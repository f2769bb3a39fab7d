//! Practical equality (`=~=`): entity equality used everywhere merge compares messages across
//! DAOs. Different from full equality:
//! 1. Internal IDs are ignored.
//! 2. External content paths might differ BUT the content itself must match byte-for-byte.
//! 3. "Forwarded from" name is ignored (its changes aren't related to the message itself).

use std::collections::HashSet;

use crate::entities::*;
use crate::ids::UserId;
use crate::utils::{files_practically_equal, DatasetRoot, FileHashCache, Result};

pub trait PracticalEq<Rhs = Self> {
    fn practically_equals(&self, other: &Rhs) -> Result<bool>;
}

pub struct PracticalEqTuple<'a, T> {
    pub v: &'a T,
    pub ds_root: &'a DatasetRoot,
    pub cwd: &'a ChatWithDetails,
    pub cache: &'a FileHashCache,
}

type Tup<'a, T> = PracticalEqTuple<'a, T>;

impl<'a, T> Tup<'a, T> {
    pub fn new(v: &'a T, ds_root: &'a DatasetRoot, cwd: &'a ChatWithDetails, cache: &'a FileHashCache) -> Self {
        Self { v, ds_root, cwd, cache }
    }

    pub fn with<U>(&self, u: &'a U) -> Tup<'a, U> {
        Tup::new(u, self.ds_root, self.cwd, self.cache)
    }
}

impl<'a, T> PracticalEq for Tup<'a, Option<T>> where for<'b> Tup<'a, T>: PracticalEq {
    fn practically_equals(&self, other: &Self) -> Result<bool> {
        match (self.v, other.v) {
            (None, None) => Ok(true),
            (Some(v1), Some(v2)) => self.with(v1).practically_equals(&other.with(v2)),
            _ => Ok(false),
        }
    }
}

//
// Chat
//

impl<'a> PracticalEq for Tup<'a, Chat> {
    fn practically_equals(&self, other: &Self) -> Result<bool> {
        let members_eq = self.v.member_ids.len() == other.v.member_ids.len()
            && self.v.member_ids.iter().all(|e| other.v.member_ids.contains(e));
        let img_eq = files_practically_equal(
            self.cache, self.ds_root, self.v.img_path_option.as_deref(),
            other.ds_root, other.v.img_path_option.as_deref());
        Ok(self.v.name_option == other.v.name_option
            && self.v.tpe == other.v.tpe
            && self.v.msg_count == other.v.msg_count
            && members_eq
            && img_eq)
    }
}

//
// Message
//

impl<'a> PracticalEq for Tup<'a, Message> {
    fn practically_equals(&self, other: &Self) -> Result<bool> {
        if self.v.timestamp != other.v.timestamp || self.v.from_id != other.v.from_id || self.v.text != other.v.text {
            return Ok(false);
        }
        self.with(&self.v.typed).practically_equals(&other.with(&other.v.typed))
    }
}

impl<'a> PracticalEq for Tup<'a, Typed> {
    fn practically_equals(&self, other: &Self) -> Result<bool> {
        match (self.v, other.v) {
            (Typed::Regular(c1), Typed::Regular(c2)) => self.with(c1).practically_equals(&other.with(c2)),
            (Typed::Service(c1), Typed::Service(c2)) => self.with(c1).practically_equals(&other.with(c2)),
            _ => Ok(false),
        }
    }
}

impl<'a> PracticalEq for Tup<'a, MessageRegular> {
    fn practically_equals(&self, other: &Self) -> Result<bool> {
        if self.v.reply_to_source_id_option != other.v.reply_to_source_id_option
            || self.v.edit_time_option != other.v.edit_time_option {
            return Ok(false);
        }
        // forward_from_name_option is ignored here; see the module doc comment.
        self.with(&self.v.content_option).practically_equals(&other.with(&other.v.content_option))
    }
}

impl<'a> PracticalEq for Tup<'a, MessageService> {
    fn practically_equals(&self, other: &Self) -> Result<bool> {
        use MessageService::*;
        match (self.v, other.v) {
            (GroupCreate { title: t1, members: m1 }, GroupCreate { title: t2, members: m2 }) =>
                Ok(t1 == t2 && members_practically_equal(m1, self.cwd, m2, other.cwd)),
            (GroupInviteMembers { members: m1 }, GroupInviteMembers { members: m2 }) =>
                Ok(members_practically_equal(m1, self.cwd, m2, other.cwd)),
            (GroupRemoveMembers { members: m1 }, GroupRemoveMembers { members: m2 }) =>
                Ok(members_practically_equal(m1, self.cwd, m2, other.cwd)),
            (GroupCall { members: m1 }, GroupCall { members: m2 }) =>
                Ok(members_practically_equal(m1, self.cwd, m2, other.cwd)),
            (GroupEditPhoto { photo_path_option: p1 }, GroupEditPhoto { photo_path_option: p2 }) =>
                Ok(files_practically_equal(self.cache, self.ds_root, p1.as_deref(), other.ds_root, p2.as_deref())),
            (SuggestProfilePhoto { photo_path_option: p1 }, SuggestProfilePhoto { photo_path_option: p2 }) =>
                Ok(files_practically_equal(self.cache, self.ds_root, p1.as_deref(), other.ds_root, p2.as_deref())),
            (a, b) if std::mem::discriminant(a) == std::mem::discriminant(b) => Ok(a == b),
            _ => Ok(false),
        }
    }
}

fn members_practically_equal(members1: &[String], cwd1: &ChatWithDetails,
                              members2: &[String], cwd2: &ChatWithDetails) -> bool {
    fn resolve_ids(members: &[String], cwd: &ChatWithDetails) -> HashSet<Option<UserId>> {
        cwd.resolve_members(members).iter().map(|o| o.map(|u| u.id)).collect()
    }
    resolve_ids(members1, cwd1) == resolve_ids(members2, cwd2)
}

//
// Content
//

impl<'a> PracticalEq for Tup<'a, Content> {
    fn practically_equals(&self, other: &Self) -> Result<bool> {
        use Content::*;
        let paths_eq = |p1: Option<&str>, p2: Option<&str>|
            files_practically_equal(self.cache, self.ds_root, p1, other.ds_root, p2);
        match (self.v, other.v) {
            (Sticker { path_option: p1, thumbnail_path_option: tp1, emoji_option: e1 },
                Sticker { path_option: p2, thumbnail_path_option: tp2, emoji_option: e2 }) =>
                Ok(e1 == e2 && paths_eq(p1.as_deref(), p2.as_deref()) && paths_eq(tp1.as_deref(), tp2.as_deref())),

            (Photo { path_option: p1, width: w1, height: h1 },
                Photo { path_option: p2, width: w2, height: h2 }) =>
                Ok(w1 == w2 && h1 == h2 && paths_eq(p1.as_deref(), p2.as_deref())),

            (VoiceMsg { path_option: p1, mime_type_option: m1, duration_sec_option: d1 },
                VoiceMsg { path_option: p2, mime_type_option: m2, duration_sec_option: d2 }) =>
                Ok(m1 == m2 && d1 == d2 && paths_eq(p1.as_deref(), p2.as_deref())),

            (Audio { path_option: p1, title_option: t1, performer_option: perf1, duration_sec_option: d1 },
                Audio { path_option: p2, title_option: t2, performer_option: perf2, duration_sec_option: d2 }) =>
                Ok(t1 == t2 && perf1 == perf2 && d1 == d2 && paths_eq(p1.as_deref(), p2.as_deref())),

            (VideoMsg { path_option: p1, thumbnail_path_option: tp1, duration_sec_option: d1 },
                VideoMsg { path_option: p2, thumbnail_path_option: tp2, duration_sec_option: d2 }) =>
                Ok(d1 == d2 && paths_eq(p1.as_deref(), p2.as_deref()) && paths_eq(tp1.as_deref(), tp2.as_deref())),

            (Video { path_option: p1, thumbnail_path_option: tp1, title_option: t1, performer_option: perf1, duration_sec_option: d1 },
                Video { path_option: p2, thumbnail_path_option: tp2, title_option: t2, performer_option: perf2, duration_sec_option: d2 }) =>
                Ok(t1 == t2 && perf1 == perf2 && d1 == d2
                    && paths_eq(p1.as_deref(), p2.as_deref()) && paths_eq(tp1.as_deref(), tp2.as_deref())),

            (Animation { path_option: p1, thumbnail_path_option: tp1, duration_sec_option: d1 },
                Animation { path_option: p2, thumbnail_path_option: tp2, duration_sec_option: d2 }) =>
                Ok(d1 == d2 && paths_eq(p1.as_deref(), p2.as_deref()) && paths_eq(tp1.as_deref(), tp2.as_deref())),

            (File { path_option: p1, thumbnail_path_option: tp1, mime_type_option: m1, title_option: t1, performer_option: perf1 },
                File { path_option: p2, thumbnail_path_option: tp2, mime_type_option: m2, title_option: t2, performer_option: perf2 }) =>
                Ok(m1 == m2 && t1 == t2 && perf1 == perf2
                    && paths_eq(p1.as_deref(), p2.as_deref()) && paths_eq(tp1.as_deref(), tp2.as_deref())),

            (Location { title_option: t1, address_option: a1, lat_str: la1, lon_str: lo1, duration_sec_option: d1 },
                Location { title_option: t2, address_option: a2, lat_str: la2, lon_str: lo2, duration_sec_option: d2 }) => {
                // lat/lon are strings; trailing zeros etc. should be ignored, so compare parsed.
                let lat1: f64 = la1.parse()?;
                let lat2: f64 = la2.parse()?;
                let lon1: f64 = lo1.parse()?;
                let lon2: f64 = lo2.parse()?;
                Ok(t1 == t2 && a1 == a2 && d1 == d2 && lat1 == lat2 && lon1 == lon2)
            }

            // We don't care about the poll's answer tally, only its question.
            (Poll { question: q1 }, Poll { question: q2 }) => Ok(q1 == q2),

            (SharedContact { first_name_option: f1, last_name_option: l1, phone_number_option: p1, vcard_path_option: v1 },
                SharedContact { first_name_option: f2, last_name_option: l2, phone_number_option: p2, vcard_path_option: v2 }) =>
                Ok(f1 == f2 && l1 == l2 && p1 == p2 && paths_eq(v1.as_deref(), v2.as_deref())),

            _ => Ok(false),
        }
    }
}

YOUR INSTRUCTIONS – Scan the data for the word "ignored" and copy every line where it shows up.

OUTPUT OF THE TASK –
//! 1. Internal IDs are ignored.
//! 3. "Forwarded from" name is ignored (its changes aren't related to the message itself).
        // forward_from_name_option is ignored here; see the module doc comment.
                // lat/lon are strings; trailing zeros etc. should be ignored, so compare parsed.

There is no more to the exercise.